---------- DATA LISTING ----------
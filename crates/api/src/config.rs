use crate::auth::jwt::JwtConfig;

/// Server configuration loaded from environment variables.
///
/// All fields have sensible defaults suitable for local development.
/// In production, override via environment variables.
#[derive(Debug, Clone)]
pub struct ServerConfig {
    /// Bind address (default: `0.0.0.0`).
    pub host: String,
    /// Bind port (default: `3000`).
    pub port: u16,
    /// Allowed CORS origins, parsed from comma-separated `CORS_ORIGINS` env var.
    pub cors_origins: Vec<String>,
    /// HTTP request timeout in seconds (default: `30`).
    pub request_timeout_secs: u64,
    /// Admin console token configuration.
    pub jwt: JwtConfig,
}

impl ServerConfig {
    /// Load configuration from environment variables with defaults.
    ///
    /// | Env Var                | Default                    |
    /// |------------------------|----------------------------|
    /// | `HOST`                 | `0.0.0.0`                  |
    /// | `PORT`                 | `3000`                     |
    /// | `CORS_ORIGINS`         | `http://localhost:5173`    |
    /// | `REQUEST_TIMEOUT_SECS` | `30`                       |
    pub fn from_env() -> Self {
        let host = std::env::var("HOST").unwrap_or_else(|_| "0.0.0.0".into());

        let port: u16 = std::env::var("PORT")
            .unwrap_or_else(|_| "3000".into())
            .parse()
            .expect("PORT must be a valid u16");

        let cors_origins = parse_origins(
            &std::env::var("CORS_ORIGINS").unwrap_or_else(|_| "http://localhost:5173".into()),
        );

        let request_timeout_secs: u64 = std::env::var("REQUEST_TIMEOUT_SECS")
            .unwrap_or_else(|_| "30".into())
            .parse()
            .expect("REQUEST_TIMEOUT_SECS must be a valid u64");

        let jwt = JwtConfig::from_env();

        Self {
            host,
            port,
            cors_origins,
            request_timeout_secs,
            jwt,
        }
    }
}

/// Split a comma-separated origin list, dropping blanks.
fn parse_origins(raw: &str) -> Vec<String> {
    raw.split(',')
        .map(|s| s.trim().to_string())
        .filter(|s| !s.is_empty())
        .collect()
}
----------
Please show the lines of the material that contain the string "into".

- **RESULT FOR THIS EXERCISE**
        let host = std::env::var("HOST").unwrap_or_else(|_| "0.0.0.0".into());
            .unwrap_or_else(|_| "3000".into())
            &std::env::var("CORS_ORIGINS").unwrap_or_else(|_| "http://localhost:5173".into()),
            .unwrap_or_else(|_| "30".into())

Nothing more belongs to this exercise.